* Problem requirements *
Please report, as a single number, how many lines in the entries include the string "after".
---*---
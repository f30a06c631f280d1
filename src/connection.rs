//! Low-level network operations used by the probes.
//!
//! Every function here reports failure as plain error text. The probes turn
//! that text into result data; nothing in this module aborts a run.

use std::error::Error as StdError;
use std::net::{IpAddr, Ipv4Addr};
use std::time::Duration;

use tokio::net::{TcpStream, lookup_host};
use tokio::time::timeout;
use tracing::debug;
use url::Url;

/// Response details from a completed HTTP round trip.
#[derive(Debug, Clone, PartialEq, Eq)]
pub struct HttpOutcome {
    pub status: u16,
    /// Present only when the body was requested and read in full
    pub body: Option<String>,
    /// Present when the body was requested but could not be read
    pub body_error: Option<String>,
}

/// Render an error followed by its source chain, joined with `": "`.
///
/// `reqwest` keeps the useful part of a failure (refused, timed out, bad
/// certificate) in the sources rather than the top-level message.
pub fn error_chain(err: &(dyn StdError + 'static)) -> String {
    let mut text = err.to_string();
    let mut source = err.source();
    while let Some(cause) = source {
        let cause_text = cause.to_string();
        if !text.ends_with(&cause_text) {
            text.push_str(": ");
            text.push_str(&cause_text);
        }
        source = cause.source();
    }
    text
}

/// Open a TCP connection to `host:port` and drop it straight away.
///
/// # Errors
///
/// Returns the connect error text, or a timeout message when `conn_timeout`
/// elapses first.
pub async fn tcp_connect(host: &str, port: u16, conn_timeout: Duration) -> Result<(), String> {
    debug!("TCP connect to {host}:{port} (timeout {conn_timeout:?})");
    match timeout(conn_timeout, TcpStream::connect((host, port))).await {
        Ok(Ok(_stream)) => Ok(()),
        Ok(Err(e)) => Err(format!("dial tcp {host}:{port}: {e}")),
        Err(_) => Err(format!(
            "dial tcp {host}:{port}: connection timed out after {conn_timeout:?}"
        )),
    }
}

/// Resolve `host` to its first IPv4 address.
///
/// IP literals resolve to themselves. Returns `None` when the lookup fails,
/// yields only IPv6 addresses, or takes longer than `lookup_timeout`.
pub async fn resolve_ipv4(host: &str, lookup_timeout: Duration) -> Option<Ipv4Addr> {
    if let Ok(IpAddr::V4(addr)) = host.parse::<IpAddr>() {
        return Some(addr);
    }

    match timeout(lookup_timeout, lookup_host((host, 0))).await {
        Ok(Ok(mut addrs)) => addrs.find_map(|addr| match addr.ip() {
            IpAddr::V4(v4) => Some(v4),
            IpAddr::V6(_) => None,
        }),
        Ok(Err(e)) => {
            debug!("DNS lookup for {host} failed: {e}");
            None
        }
        Err(_) => {
            debug!("DNS lookup for {host} timed out after {lookup_timeout:?}");
            None
        }
    }
}

/// Issue a GET for `url` with a client that gives up after `request_timeout`.
///
/// Any status code counts as a completed round trip. When `capture_body` is
/// set the full body is read; a read failure is reported in
/// [`HttpOutcome::body_error`] instead of failing the request.
///
/// # Errors
///
/// Returns the error chain text when the client cannot be built or the
/// request does not complete.
pub async fn http_get(
    url: Url,
    request_timeout: Duration,
    capture_body: bool,
) -> Result<HttpOutcome, String> {
    let client = reqwest::Client::builder()
        .timeout(request_timeout)
        .build()
        .map_err(|e| format!("HTTP client error for {url}: {chain}", chain = error_chain(&e)))?;

    debug!("HTTP GET {url} (timeout {request_timeout:?})");
    let response = client
        .get(url)
        .send()
        .await
        .map_err(|e| error_chain(&e))?;

    let status = response.status().as_u16();
    if !capture_body {
        return Ok(HttpOutcome {
            status,
            body: None,
            body_error: None,
        });
    }

    // The response (and its connection) is consumed here on both arms.
    match response.text().await {
        Ok(body) => Ok(HttpOutcome {
            status,
            body: Some(body),
            body_error: None,
        }),
        Err(e) => Ok(HttpOutcome {
            status,
            body: None,
            body_error: Some(error_chain(&e)),
        }),
    }
}

#[cfg(test)]
mod tests {
    use super::*;
    use std::fmt;
    use tokio::io::{AsyncReadExt, AsyncWriteExt};
    use tokio::net::TcpListener;

    #[derive(Debug)]
    struct Layer(&'static str, Option<Box<Layer>>);

    impl fmt::Display for Layer {
        fn fmt(&self, f: &mut fmt::Formatter<'_>) -> fmt::Result {
            f.write_str(self.0)
        }
    }

    impl StdError for Layer {
        fn source(&self) -> Option<&(dyn StdError + 'static)> {
            self.1.as_deref().map(|l| l as &(dyn StdError + 'static))
        }
    }

    #[test]
    fn error_chain_joins_sources() {
        let err = Layer(
            "error sending request",
            Some(Box::new(Layer("connection refused", None))),
        );
        assert_eq!(error_chain(&err), "error sending request: connection refused");
    }

    #[test]
    fn error_chain_skips_repeated_cause() {
        let err = Layer("timed out: deadline", Some(Box::new(Layer("deadline", None))));
        assert_eq!(error_chain(&err), "timed out: deadline");
    }

    #[tokio::test]
    async fn tcp_connect_success() {
        let listener = TcpListener::bind("127.0.0.1:0").await.unwrap();
        let addr = listener.local_addr().unwrap();
        tokio::spawn(async move {
            let _ = listener.accept().await;
        });

        let result = tcp_connect("127.0.0.1", addr.port(), Duration::from_secs(1)).await;
        assert!(result.is_ok(), "expected success: {result:?}");
    }

    #[tokio::test]
    async fn tcp_connect_refused() {
        let listener = TcpListener::bind("127.0.0.1:0").await.unwrap();
        let port = listener.local_addr().unwrap().port();
        drop(listener);

        let err = tcp_connect("127.0.0.1", port, Duration::from_secs(1))
            .await
            .unwrap_err();
        assert!(err.starts_with(&format!("dial tcp 127.0.0.1:{port}: ")), "{err}");
    }

    #[tokio::test]
    async fn resolve_ipv4_literal_and_localhost() {
        assert_eq!(
            resolve_ipv4("10.1.2.3", Duration::from_secs(1)).await,
            Some(Ipv4Addr::new(10, 1, 2, 3))
        );
        assert!(resolve_ipv4("::1", Duration::from_secs(1)).await.is_none());
    }

    #[tokio::test]
    async fn resolve_ipv4_unknown_host() {
        let addr = resolve_ipv4("nettest-no-such-host.invalid", Duration::from_secs(5)).await;
        assert!(addr.is_none());
    }

    #[tokio::test]
    async fn http_get_reads_status_and_body() {
        let listener = TcpListener::bind("127.0.0.1:0").await.unwrap();
        let addr = listener.local_addr().unwrap();
        tokio::spawn(async move {
            let (mut stream, _) = listener.accept().await.unwrap();
            let mut buf = [0u8; 1024];
            let _ = stream.read(&mut buf).await;
            let _ = stream
                .write_all(b"HTTP/1.1 503 Service Unavailable\r\nContent-Length: 4\r\nConnection: close\r\n\r\ndown")
                .await;
        });

        let url = Url::parse(&format!("http://127.0.0.1:{}/", addr.port())).unwrap();
        let outcome = http_get(url, Duration::from_secs(2), true).await.unwrap();
        assert_eq!(outcome.status, 503);
        assert_eq!(outcome.body.as_deref(), Some("down"));
        assert!(outcome.body_error.is_none());
    }
}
---*---
* Task output *
3